「源流の森は、少しずつではありますが整備が進んでいます。2012年に、山梨県では森林環境税が導入され、これまで所有者負担が約3割必要だった間伐を、100%補助金で整備できるようになりました。もう一つ、『企業の森』が増えたのも明るいニュースです。多摩川の源流ということで関心を持ち、応援してくれる企業がありまして、協働の森づくりが進展しています。
 最初は、植林からスタートした活動も今では、間伐材の活用、獣害対策、森林作業道づくりなど、林業が抱える根本的な問題に理解を示してくださり、支援がいただけるようになりました」(中田さん)

来たれ!
源流男子&源流女子

 ただ、難しい問題もある。

 例えば、荒れた民有林について。中田さんたちは、補助金を使って手入れを代行する事業を行っているが、地主の承諾が得られなければ森には入れない。
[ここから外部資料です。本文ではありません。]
//! Network bring-up: scan, associate, then check status once per tick until
//! an address is leased, the station is refused, or the budget runs out.

use std::net::Ipv4Addr;

use crate::error::BootstrapError;

#[derive(Debug, Clone, PartialEq, Eq)]
pub enum LinkStatus {
    /// Associated, with this address leased. `0.0.0.0` still counts as pending.
    Up(Ipv4Addr),
    /// Associating or waiting for DHCP.
    Pending,
    /// The station dropped out of the attempt (wrong password, AP refused it, ...).
    Refused(String),
}

/// A station interface that has been configured and started.
///
/// # Implementations
/// - **Device:** `WifiManager` in the firmware crate (ESP-IDF station)
/// - **Host:** [`crate::sim::ScriptedLink`]
pub trait Link {
    /// Signal strength of the target network if a scan saw it. Informational only.
    fn scan(&mut self) -> Option<i8>;
    /// Non-blocking association request.
    fn associate(&mut self) -> Result<(), BootstrapError>;
    fn status(&mut self) -> LinkStatus;
    /// Block for one status tick (one second on the device).
    fn wait_tick(&mut self);
}

/// Bring the link up within `timeout_ticks` status checks.
pub fn bring_up<L: Link + ?Sized>(link: &mut L, timeout_ticks: u32) -> Result<Ipv4Addr, BootstrapError> {
    match link.scan() {
        Some(rssi) => log::info!("Found network (signal: {} dBm)", rssi),
        // Hidden SSIDs and missed beacons still associate
        None => log::warn!("Network not seen in scan, associating anyway"),
    }

    link.associate()?;

    for tick in 1..=timeout_ticks {
        match link.status() {
            LinkStatus::Up(ip) if !ip.is_unspecified() => {
                log::info!("Connected after {}s, IP: {}", tick - 1, ip);
                return Ok(ip);
            }
            LinkStatus::Refused(reason) => {
                log::error!("WiFi association rejected: {}", reason);
                return Err(BootstrapError::Rejected(reason));
            }
            LinkStatus::Up(_) | LinkStatus::Pending => {
                log::info!("Waiting for connection... ({}/{})", tick, timeout_ticks);
                link.wait_tick();
            }
        }
    }

    log::error!("WiFi connection failed after {} checks", timeout_ticks);
    Err(BootstrapError::Timeout { ticks: timeout_ticks })
}

#[cfg(test)]
mod tests {
    use super::*;
    use crate::sim::ScriptedLink;

    const IP: Ipv4Addr = Ipv4Addr::new(192, 168, 1, 50);

    #[test]
    fn test_up_after_pending() {
        let mut link = ScriptedLink::new(vec![LinkStatus::Pending, LinkStatus::Pending, LinkStatus::Up(IP)]);
        assert_eq!(bring_up(&mut link, 10), Ok(IP));
        assert_eq!(link.ticks_waited(), 2);
        assert_eq!(link.associations(), 1);
    }

    #[test]
    fn test_scan_miss_is_not_fatal() {
        let mut link = ScriptedLink::new(vec![LinkStatus::Up(IP)]);
        link.set_scan(None);
        assert_eq!(bring_up(&mut link, 3), Ok(IP));
    }

    #[test]
    fn test_refusal_fails_early() {
        let mut link = ScriptedLink::new(vec![
            LinkStatus::Pending,
            LinkStatus::Refused("auth failed (202)".into()),
        ]);
        assert_eq!(
            bring_up(&mut link, 10),
            Err(BootstrapError::Rejected("auth failed (202)".into()))
        );
        assert_eq!(link.ticks_waited(), 1);
    }

    #[test]
    fn test_timeout_uses_whole_budget() {
        let mut link = ScriptedLink::new(vec![LinkStatus::Pending]);
        assert_eq!(bring_up(&mut link, 4), Err(BootstrapError::Timeout { ticks: 4 }));
        assert_eq!(link.ticks_waited(), 4);
    }

    #[test]
    fn test_unspecified_address_is_pending() {
        let mut link = ScriptedLink::new(vec![LinkStatus::Up(Ipv4Addr::UNSPECIFIED), LinkStatus::Up(IP)]);
        assert_eq!(bring_up(&mut link, 5), Ok(IP));
        assert_eq!(link.ticks_waited(), 1);
    }

    #[test]
    fn test_association_request_error() {
        let mut link = ScriptedLink::new(vec![LinkStatus::Up(IP)]);
        link.fail_association("ESP_ERR_WIFI_CONN");
        assert!(matches!(bring_up(&mut link, 5), Err(BootstrapError::Request(_))));
        assert_eq!(link.ticks_waited(), 0);
    }
}
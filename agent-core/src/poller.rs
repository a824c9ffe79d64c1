//! Version poller: asks the server which payload version is current.
//!
//! Every failure degrades to `None` ("no version signal this tick").
use serde::Deserialize;

use crate::config::Endpoints;
use crate::transport::HttpTransport;

#[derive(Deserialize)]
struct VersionInfo {
    #[serde(default)]
    version: u64,
}

/// `GET {server}/api/latestVersion` -> `{"version": n}`. A missing field reads as 0.
pub fn check_version<T: HttpTransport + ?Sized>(transport: &mut T, endpoints: &Endpoints) -> Option<u64> {
    let response = match transport.get(&endpoints.version_url) {
        Ok(response) => response,
        Err(e) => {
            log::warn!("Error checking version: {}", e);
            return None;
        }
    };

    if !response.is_ok() {
        log::warn!("Version check failed: HTTP {}", response.status);
        return None;
    }

    match serde_json::from_slice::<VersionInfo>(&response.body) {
        Ok(info) => {
            log::debug!("Server reports version {}", info.version);
            Some(info.version)
        }
        Err(e) => {
            log::warn!("Malformed version response: {}", e);
            None
        }
    }
}
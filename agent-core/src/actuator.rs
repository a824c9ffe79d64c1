//! Actuator registry: the fixed set of PWM outputs owned by the agent.
//!
//! The number and identity of outputs is fixed by [`ActuatorRegistry::initialize`];
//! nothing can add or remove a handle afterwards.
use crate::duty::{angle_to_duty, brightness_to_duty, SERVO_MAX_DUTY, SERVO_MIN_DUTY};
use crate::error::ActuatorError;

/// A single duty-cycle output on the 16-bit duty scale.
///
/// # Implementations
/// - **Device:** `LedcOutput` in the firmware crate (ESP32 LEDC peripheral)
/// - **Host:** [`crate::sim::MemoryOutput`] (in-memory)
pub trait DutyOutput {
    fn set_duty(&mut self, duty: u16) -> Result<(), ActuatorError>;
}

impl<T: DutyOutput + ?Sized> DutyOutput for Box<T> {
    fn set_duty(&mut self, duty: u16) -> Result<(), ActuatorError> {
        (**self).set_duty(duty)
    }
}

/// Angle-addressable actuator on top of a duty output.
pub struct Servo<O> {
    output: O,
    min_duty: u16,
    max_duty: u16,
    last_duty: u16,
}

impl<O: DutyOutput> Servo<O> {
    pub fn new(output: O) -> Self {
        Self::with_calibration(output, SERVO_MIN_DUTY, SERVO_MAX_DUTY)
    }

    pub fn with_calibration(output: O, min_duty: u16, max_duty: u16) -> Self {
        Self {
            output,
            min_duty,
            max_duty,
            last_duty: 0,
        }
    }

    /// Move to `degrees`, clamped to [0, 180].
    pub fn set_angle(&mut self, degrees: f32) -> Result<(), ActuatorError> {
        let duty = angle_to_duty(degrees, self.min_duty, self.max_duty);
        self.output.set_duty(duty)?;
        self.last_duty = duty;
        log::debug!("Servo -> {:.1} deg (duty {})", degrees, duty);
        Ok(())
    }

    /// Stop driving the servo (duty 0, no holding torque).
    pub fn release(&mut self) -> Result<(), ActuatorError> {
        self.output.set_duty(0)?;
        self.last_duty = 0;
        Ok(())
    }

    pub fn last_duty(&self) -> u16 {
        self.last_duty
    }

    pub fn output(&self) -> &O {
        &self.output
    }
}

pub struct ActuatorRegistry<L, S> {
    leds: Vec<L>,
    servo: Option<Servo<S>>,
}

impl<L: DutyOutput, S: DutyOutput> ActuatorRegistry<L, S> {
    /// Take ownership of the outputs and force each one to idle (duty 0).
    pub fn initialize(mut leds: Vec<L>, servo: Option<Servo<S>>) -> Result<Self, ActuatorError> {
        for led in leds.iter_mut() {
            led.set_duty(0)?;
        }
        let mut servo = servo;
        if let Some(servo) = servo.as_mut() {
            servo.release()?;
        }
        log::info!(
            "Actuators ready: {} LED channel(s), servo {}",
            leds.len(),
            if servo.is_some() { "attached" } else { "absent" }
        );
        Ok(Self { leds, servo })
    }

    /// Pair channels with `values` positionally; the shorter side wins.
    pub fn set_brightness(&mut self, values: &[f32]) -> Result<(), ActuatorError> {
        for (led, value) in self.leds.iter_mut().zip(values) {
            led.set_duty(brightness_to_duty(*value))?;
        }
        Ok(())
    }

    pub fn set_channel(&mut self, index: usize, value: f32) -> Result<(), ActuatorError> {
        let count = self.leds.len();
        let led = self
            .leds
            .get_mut(index)
            .ok_or(ActuatorError::NoSuchChannel { index, count })?;
        led.set_duty(brightness_to_duty(value))
    }

    pub fn set_angle(&mut self, degrees: f32) -> Result<(), ActuatorError> {
        self.servo
            .as_mut()
            .ok_or(ActuatorError::NoServo)?
            .set_angle(degrees)
    }

    /// Return every output to idle.
    pub fn all_off(&mut self) -> Result<(), ActuatorError> {
        for led in self.leds.iter_mut() {
            led.set_duty(0)?;
        }
        if let Some(servo) = self.servo.as_mut() {
            servo.release()?;
        }
        Ok(())
    }

    pub fn channel_count(&self) -> usize {
        self.leds.len()
    }

    pub fn has_servo(&self) -> bool {
        self.servo.is_some()
    }

    pub fn leds(&self) -> &[L] {
        &self.leds
    }

    pub fn servo(&self) -> Option<&Servo<S>> {
        self.servo.as_ref()
    }
}
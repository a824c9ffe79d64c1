use thiserror::Error;

/// Station bring-up failure. Fatal at boot.
#[derive(Debug, Error, PartialEq)]
pub enum BootstrapError {
    #[error("association request failed: {0}")]
    Request(String),

    #[error("association rejected: {0}")]
    Rejected(String),

    #[error("no IP after {ticks} status checks")]
    Timeout { ticks: u32 },
}

/// Failure to complete an HTTP exchange at all (no status line was received).
#[derive(Debug, Error)]
pub enum TransportError {
    #[error("connection failed: {0}")]
    Connect(String),

    #[error("request failed: {0}")]
    Request(String),

    #[error("failed to read response body: {0}")]
    Read(String),
}

#[derive(Debug, Error, PartialEq)]
pub enum ActuatorError {
    #[error("channel {index} out of range ({count} channels configured)")]
    NoSuchChannel { index: usize, count: usize },

    #[error("no servo configured")]
    NoServo,

    #[error("PWM write failed: {0}")]
    Write(String),
}

/// A payload that could not be turned into a runnable [`crate::Program`].
#[derive(Debug, Error)]
pub enum ProgramError {
    #[error("payload is not valid UTF-8")]
    Encoding(#[from] std::str::Utf8Error),

    #[error("payload is not a valid program: {0}")]
    Decode(#[from] serde_json::Error),

    #[error("unsupported program format {0}")]
    Format(u32),

    #[error("step {step}: {reason}")]
    Invalid { step: String, reason: String },

    #[error("program nests deeper than {max} levels")]
    TooDeep { max: usize },

    #[error("program expands to more than {max} steps")]
    TooLong { max: u64 },

    #[error("program sleeps for more than {max_ms} ms in total")]
    TooSlow { max_ms: u64 },
}

/// Runtime failure of a validated program.
#[derive(Debug, Error, PartialEq)]
pub enum ExecError {
    #[error("step {step}: {source}")]
    Actuator {
        step: String,
        #[source]
        source: ActuatorError,
    },
}

#[derive(Debug, Error, PartialEq)]
pub enum ConfigError {
    #[error("server URL must start with http:// or https:// (got '{0}')")]
    ServerUrl(String),

    #[error("poll interval must be at least one second")]
    PollInterval,

    #[error("WiFi timeout must be at least one tick")]
    WifiTimeout,

    #[error("servo duty range is empty or inverted ({min}..{max})")]
    ServoRange { min: u16, max: u16 },
}
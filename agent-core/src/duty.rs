//! Duty-cycle math shared by the LED channels and the servo.
//! All values are on a 16-bit scale; the PWM backend rescales to its own resolution.

/// Full-scale duty (100%).
pub const DUTY_FULL_SCALE: u16 = u16::MAX;

/// ~2.5% of full scale: 0.5 ms pulse at 50 Hz.
pub const SERVO_MIN_DUTY: u16 = 1638;

/// ~12.5% of full scale: 2.5 ms pulse at 50 Hz.
pub const SERVO_MAX_DUTY: u16 = 8192;

pub const SERVO_MAX_ANGLE: f32 = 180.0;

/// Clamp an angle to [0, 180]. NaN maps to 0.
pub fn clamp_angle(degrees: f32) -> f32 {
    if degrees.is_nan() {
        return 0.0;
    }
    degrees.clamp(0.0, SERVO_MAX_ANGLE)
}

/// Map an angle affinely onto `[min_duty, max_duty]`, rounded to the nearest unit.
pub fn angle_to_duty(degrees: f32, min_duty: u16, max_duty: u16) -> u16 {
    let angle = clamp_angle(degrees);
    let span = max_duty.saturating_sub(min_duty) as f32;
    let duty = min_duty as f32 + span * angle / SERVO_MAX_ANGLE;
    duty.round() as u16
}

/// `round(value * 65535)`.
///
/// Out-of-range input is not rejected. The cast saturates, so negative
/// values write 0 and values above 1.0 write full scale.
pub fn brightness_to_duty(value: f32) -> u16 {
    (value * DUTY_FULL_SCALE as f32).round() as u16
}

/// Rescale a 16-bit duty onto a peripheral whose full scale is `max_duty`.
pub fn scale_duty(duty: u16, max_duty: u32) -> u32 {
    ((duty as u64 * max_duty as u64 + DUTY_FULL_SCALE as u64 / 2) / DUTY_FULL_SCALE as u64) as u32
}

#[cfg(test)]
mod tests {
    use super::*;
    use proptest::prelude::*;

    #[test]
    fn test_angle_endpoints() {
        assert_eq!(angle_to_duty(0.0, SERVO_MIN_DUTY, SERVO_MAX_DUTY), SERVO_MIN_DUTY);
        assert_eq!(angle_to_duty(180.0, SERVO_MIN_DUTY, SERVO_MAX_DUTY), SERVO_MAX_DUTY);
        // 1638 + 6554 / 2 = 4915
        assert_eq!(angle_to_duty(90.0, SERVO_MIN_DUTY, SERVO_MAX_DUTY), 4915);
    }

    #[test]
    fn test_angle_clamped() {
        assert_eq!(angle_to_duty(-45.0, SERVO_MIN_DUTY, SERVO_MAX_DUTY), SERVO_MIN_DUTY);
        assert_eq!(angle_to_duty(720.0, SERVO_MIN_DUTY, SERVO_MAX_DUTY), SERVO_MAX_DUTY);
        assert_eq!(clamp_angle(f32::NAN), 0.0);
        assert_eq!(clamp_angle(f32::INFINITY), 180.0);
    }

    #[test]
    fn test_brightness() {
        assert_eq!(brightness_to_duty(0.0), 0);
        assert_eq!(brightness_to_duty(1.0), DUTY_FULL_SCALE);
        assert_eq!(brightness_to_duty(0.5), 32768);
        // Not validated, but saturating
        assert_eq!(brightness_to_duty(-0.3), 0);
        assert_eq!(brightness_to_duty(2.0), DUTY_FULL_SCALE);
    }

    #[test]
    fn test_scale_duty() {
        assert_eq!(scale_duty(DUTY_FULL_SCALE, 16383), 16383);
        assert_eq!(scale_duty(0, 16383), 0);
        assert_eq!(scale_duty(32768, 1023), 512);
    }

    proptest! {
        #[test]
        fn prop_angle_duty_in_range(angle in 0.0f32..=180.0) {
            let duty = angle_to_duty(angle, SERVO_MIN_DUTY, SERVO_MAX_DUTY);
            prop_assert!(duty >= SERVO_MIN_DUTY && duty <= SERVO_MAX_DUTY);
        }

        #[test]
        fn prop_angle_duty_monotonic(a in 0.0f32..=180.0, b in 0.0f32..=180.0) {
            let (lo, hi) = if a <= b { (a, b) } else { (b, a) };
            prop_assert!(
                angle_to_duty(lo, SERVO_MIN_DUTY, SERVO_MAX_DUTY)
                    <= angle_to_duty(hi, SERVO_MIN_DUTY, SERVO_MAX_DUTY)
            );
        }

        #[test]
        fn prop_clamp_idempotent(angle in any::<f32>()) {
            let once = clamp_angle(angle);
            prop_assert_eq!(clamp_angle(once), once);
            if angle < 0.0 {
                prop_assert_eq!(once, 0.0);
            }
            if angle > 180.0 {
                prop_assert_eq!(once, 180.0);
            }
        }
    }
}
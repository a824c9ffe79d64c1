//! Control loop: poll -> compare -> fetch -> adopt -> sleep, forever.

use std::time::Duration;

use crate::actuator::{ActuatorRegistry, DutyOutput};
use crate::config::{AgentConfig, Endpoints, RetryPolicy};
use crate::fetcher::{self, FetchOutcome};
use crate::interpreter::{Clock, Entropy, Namespace};
use crate::poller;
use crate::transport::HttpTransport;

#[derive(Debug, Clone, Copy, PartialEq, Eq)]
pub enum AgentState {
    Bootstrapping,
    Polling,
    Fetching,
}

/// What happened during one loop iteration.
#[derive(Debug, Clone, PartialEq)]
pub struct TickReport {
    /// Version reported by the server, `None` when the poll failed.
    pub latest: Option<u64>,
    /// Outcome of the fetch, if one was attempted.
    pub fetched: Option<FetchOutcome>,
    /// Applied version after the tick.
    pub current: Option<u64>,
    /// States entered during the tick, in order.
    pub states: Vec<AgentState>,
}

pub struct UpdateAgent<T, L, S, C, E> {
    transport: T,
    registry: ActuatorRegistry<L, S>,
    clock: C,
    entropy: E,
    endpoints: Endpoints,
    poll_interval: Duration,
    retry_policy: RetryPolicy,
    // None sorts below every Some, so the first successful poll always fetches
    current_version: Option<u64>,
    state: AgentState,
}

impl<T, L, S, C, E> UpdateAgent<T, L, S, C, E>
where
    T: HttpTransport,
    L: DutyOutput,
    S: DutyOutput,
    C: Clock,
    E: Entropy,
{
    pub fn new(config: &AgentConfig, transport: T, registry: ActuatorRegistry<L, S>, clock: C, entropy: E) -> Self {
        Self {
            transport,
            registry,
            clock,
            entropy,
            endpoints: config.endpoints(),
            poll_interval: config.poll_interval(),
            retry_policy: config.retry_policy,
            current_version: None,
            state: AgentState::Bootstrapping,
        }
    }

    /// One iteration without the trailing sleep. Never fails: poll and fetch
    /// problems are logged and folded into the report.
    pub fn tick(&mut self) -> TickReport {
        let mut states = Vec::with_capacity(3);
        self.enter(AgentState::Polling, &mut states);
        let latest = poller::check_version(&mut self.transport, &self.endpoints);

        let mut fetched = None;
        if let Some(latest) = latest.filter(|v| Some(*v) > self.current_version) {
            log::info!("New version available: {} (current: {})", latest, display_version(self.current_version));
            self.enter(AgentState::Fetching, &mut states);

            let registry = &mut self.registry;
            let clock = &mut self.clock;
            let entropy = &mut self.entropy;
            let outcome = fetcher::fetch_and_run(&mut self.transport, &self.endpoints, || {
                Namespace::new(registry, clock, entropy)
            });

            if self.retry_policy == RetryPolicy::UntilFetched && !outcome.was_delivered() {
                log::warn!("Version {} not delivered, will retry next poll", latest);
            } else {
                self.current_version = Some(latest);
            }
            self.enter(AgentState::Polling, &mut states);
            fetched = Some(outcome);
        }

        TickReport {
            latest,
            fetched,
            current: self.current_version,
            states,
        }
    }

    fn enter(&mut self, state: AgentState, trail: &mut Vec<AgentState>) {
        if self.state != state {
            log::debug!("{:?} -> {:?}", self.state, state);
        }
        self.state = state;
        trail.push(state);
    }

    /// One full iteration: [`tick`](Self::tick) followed by the poll interval sleep.
    pub fn step(&mut self) -> TickReport {
        let report = self.tick();
        self.clock.sleep(self.poll_interval);
        report
    }

    pub fn run(&mut self) -> ! {
        log::info!(
            "Polling {} every {}s (retry policy: {:?})",
            self.endpoints.version_url,
            self.poll_interval.as_secs(),
            self.retry_policy
        );
        loop {
            self.step();
        }
    }

    pub fn current_version(&self) -> Option<u64> {
        self.current_version
    }

    pub fn state(&self) -> AgentState {
        self.state
    }

    pub fn registry(&self) -> &ActuatorRegistry<L, S> {
        &self.registry
    }

    pub fn transport(&self) -> &T {
        &self.transport
    }

    pub fn transport_mut(&mut self) -> &mut T {
        &mut self.transport
    }

    pub fn clock(&self) -> &C {
        &self.clock
    }
}

fn display_version(version: Option<u64>) -> String {
    version.map_or_else(|| "none".to_string(), |v| v.to_string())
}

#[cfg(test)]
mod tests {
    use super::*;
    use crate::actuator::Servo;
    use crate::sim::{FixedEntropy, ManualClock, MemoryOutput, Reply, ScriptedTransport};

    type TestAgent = UpdateAgent<ScriptedTransport, MemoryOutput, MemoryOutput, ManualClock, FixedEntropy>;

    const PROGRAM: &str = r#"{"steps": [{"op": "set_channel", "channel": 0, "value": 1}]}"#;

    fn agent(policy: RetryPolicy) -> (TestAgent, Endpoints) {
        let config = AgentConfig {
            server_url: "http://server".into(),
            retry_policy: policy,
            ..AgentConfig::default()
        };
        let endpoints = config.endpoints();
        let leds = (0..3).map(|_| MemoryOutput::default()).collect();
        let registry = ActuatorRegistry::initialize(leds, Some(Servo::new(MemoryOutput::default()))).unwrap();
        let agent = UpdateAgent::new(
            &config,
            ScriptedTransport::new(),
            registry,
            ManualClock::default(),
            FixedEntropy::default(),
        );
        (agent, endpoints)
    }

    #[test]
    fn test_starts_bootstrapping_with_no_version() {
        let (agent, _) = agent(RetryPolicy::AdvanceAlways);
        assert_eq!(agent.state(), AgentState::Bootstrapping);
        assert_eq!(agent.current_version(), None);
    }

    #[test]
    fn test_version_zero_is_fetched_first_time() {
        let (mut agent, ep) = agent(RetryPolicy::AdvanceAlways);
        agent.transport_mut().push(&ep.version_url, Reply::ok(r#"{"version": 0}"#));
        agent.transport_mut().push(&ep.code_url, Reply::ok(PROGRAM));

        let report = agent.tick();
        assert!(matches!(report.fetched, Some(FetchOutcome::Applied(_))));
        assert_eq!(agent.current_version(), Some(0));
        assert_eq!(
            report.states,
            vec![AgentState::Polling, AgentState::Fetching, AgentState::Polling]
        );
        assert_eq!(agent.state(), AgentState::Polling);

        // Same version again: no second fetch
        let report = agent.tick();
        assert_eq!(report.states, vec![AgentState::Polling]);
        assert_eq!(agent.transport().count(&ep.code_url), 1);
    }

    #[test]
    fn test_unknown_poll_never_fetches() {
        let (mut agent, ep) = agent(RetryPolicy::AdvanceAlways);
        agent.transport_mut().push(&ep.version_url, Reply::Status(500, Vec::new()));
        let report = agent.step();
        assert_eq!(report.latest, None);
        assert_eq!(report.fetched, None);
        assert_eq!(report.states, vec![AgentState::Polling]);
        assert_eq!(agent.transport().requests(), &[ep.version_url.clone()]);
        assert_eq!(agent.clock().sleeps(), &[Duration::from_secs(2)]);
    }

    #[test]
    fn test_older_version_ignored() {
        let (mut agent, ep) = agent(RetryPolicy::AdvanceAlways);
        agent
            .transport_mut()
            .push(&ep.version_url, Reply::ok(r#"{"version": 4}"#))
            .push(&ep.version_url, Reply::ok(r#"{"version": 2}"#));
        agent.transport_mut().push(&ep.code_url, Reply::ok(PROGRAM));

        agent.tick();
        let report = agent.tick();
        assert_eq!(report.latest, Some(2));
        assert_eq!(report.fetched, None);
        assert_eq!(agent.current_version(), Some(4));
        assert_eq!(agent.transport().count(&ep.code_url), 1);
    }

    #[test]
    fn test_until_fetched_retries_transient_failure() {
        let (mut agent, ep) = agent(RetryPolicy::UntilFetched);
        agent.transport_mut().push(&ep.version_url, Reply::ok(r#"{"version": 3}"#));
        agent
            .transport_mut()
            .push(&ep.code_url, Reply::Status(503, Vec::new()))
            .push(&ep.code_url, Reply::ok(PROGRAM));

        let first = agent.tick();
        assert_eq!(first.fetched, Some(FetchOutcome::HttpStatus(503)));
        assert_eq!(agent.current_version(), None);

        let second = agent.tick();
        assert!(matches!(second.fetched, Some(FetchOutcome::Applied(_))));
        assert_eq!(agent.current_version(), Some(3));
        assert_eq!(agent.registry().leds()[0].duty(), u16::MAX);
    }

    #[test]
    fn test_until_fetched_still_advances_on_bad_payload() {
        let (mut agent, ep) = agent(RetryPolicy::UntilFetched);
        agent.transport_mut().push(&ep.version_url, Reply::ok(r#"{"version": 8}"#));
        agent.transport_mut().push(&ep.code_url, Reply::ok("not json"));

        let report = agent.tick();
        assert!(matches!(report.fetched, Some(FetchOutcome::Rejected(_))));
        assert_eq!(agent.current_version(), Some(8));
    }
}
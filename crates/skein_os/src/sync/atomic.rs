//! Provide atomic types
//!
//! If the target platform does not have a corresponding atomic type,
//! this will switch to `portable_atomic`.
//!
//! This does not include atomic pointers, which are currently required.
//!
//! See the [standard library] for further details.
//!
//! [standard library]: https://doc.rust-lang.org/core/sync/atomic

pub use atomic_8::{AtomicBool, AtomicI8, AtomicU8};
pub use atomic_16::{AtomicI16, AtomicU16};
pub use atomic_32::{AtomicI32, AtomicU32};
pub use atomic_64::{AtomicI64, AtomicU64};
pub use core::sync::atomic::{AtomicIsize, AtomicPtr, AtomicUsize};
pub use core::sync::atomic::{Ordering, compiler_fence, fence};

#[cfg(target_has_atomic = "8")]
use core::sync::atomic as atomic_8;

#[cfg(not(target_has_atomic = "8"))]
use portable_atomic as atomic_8;

#[cfg(target_has_atomic = "16")]
use core::sync::atomic as atomic_16;

#[cfg(not(target_has_atomic = "16"))]
use portable_atomic as atomic_16;

#[cfg(target_has_atomic = "32")]
use core::sync::atomic as atomic_32;

#[cfg(not(target_has_atomic = "32"))]
use portable_atomic as atomic_32;

#[cfg(target_has_atomic = "64")]
use core::sync::atomic as atomic_64;

#[cfg(not(target_has_atomic = "64"))]
use portable_atomic as atomic_64;

#[cfg(not(target_has_atomic = "ptr"))]
compile_error!("Platforms without atomic pointers are currently not supported.");
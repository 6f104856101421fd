//! Host-thread queries used to size a pool.

use core::num::NonZero;

/// Returns an estimate of the default amount of parallelism a program should use.
///
/// Mirrors [`std::thread::available_parallelism`], but falls back to `1` (never `0`,
/// never an error) when the platform can't answer or the `std` feature is disabled.
pub fn available_parallelism() -> NonZero<usize> {
    #[cfg(feature = "std")]
    {
        std::thread::available_parallelism().unwrap_or(NonZero::<usize>::MIN)
    }
    #[cfg(not(feature = "std"))]
    {
        NonZero::<usize>::MIN
    }
}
それでも小菅村の場合、親戚が村内にいて、行先を教えてくれるので連絡がつかなくなるケースはさほど増えていないが、近隣の上野原市では、親戚も知らない、集落の人もわからないうちに空き家となってしまったケースが目につくようになってきたという。その場合、行政でも追跡できないケースがほとんどで、問題はより深刻だ。

 多摩川下流の住民に直結する問題としては、シカの食害で砂漠化した山の土砂流失問題がある。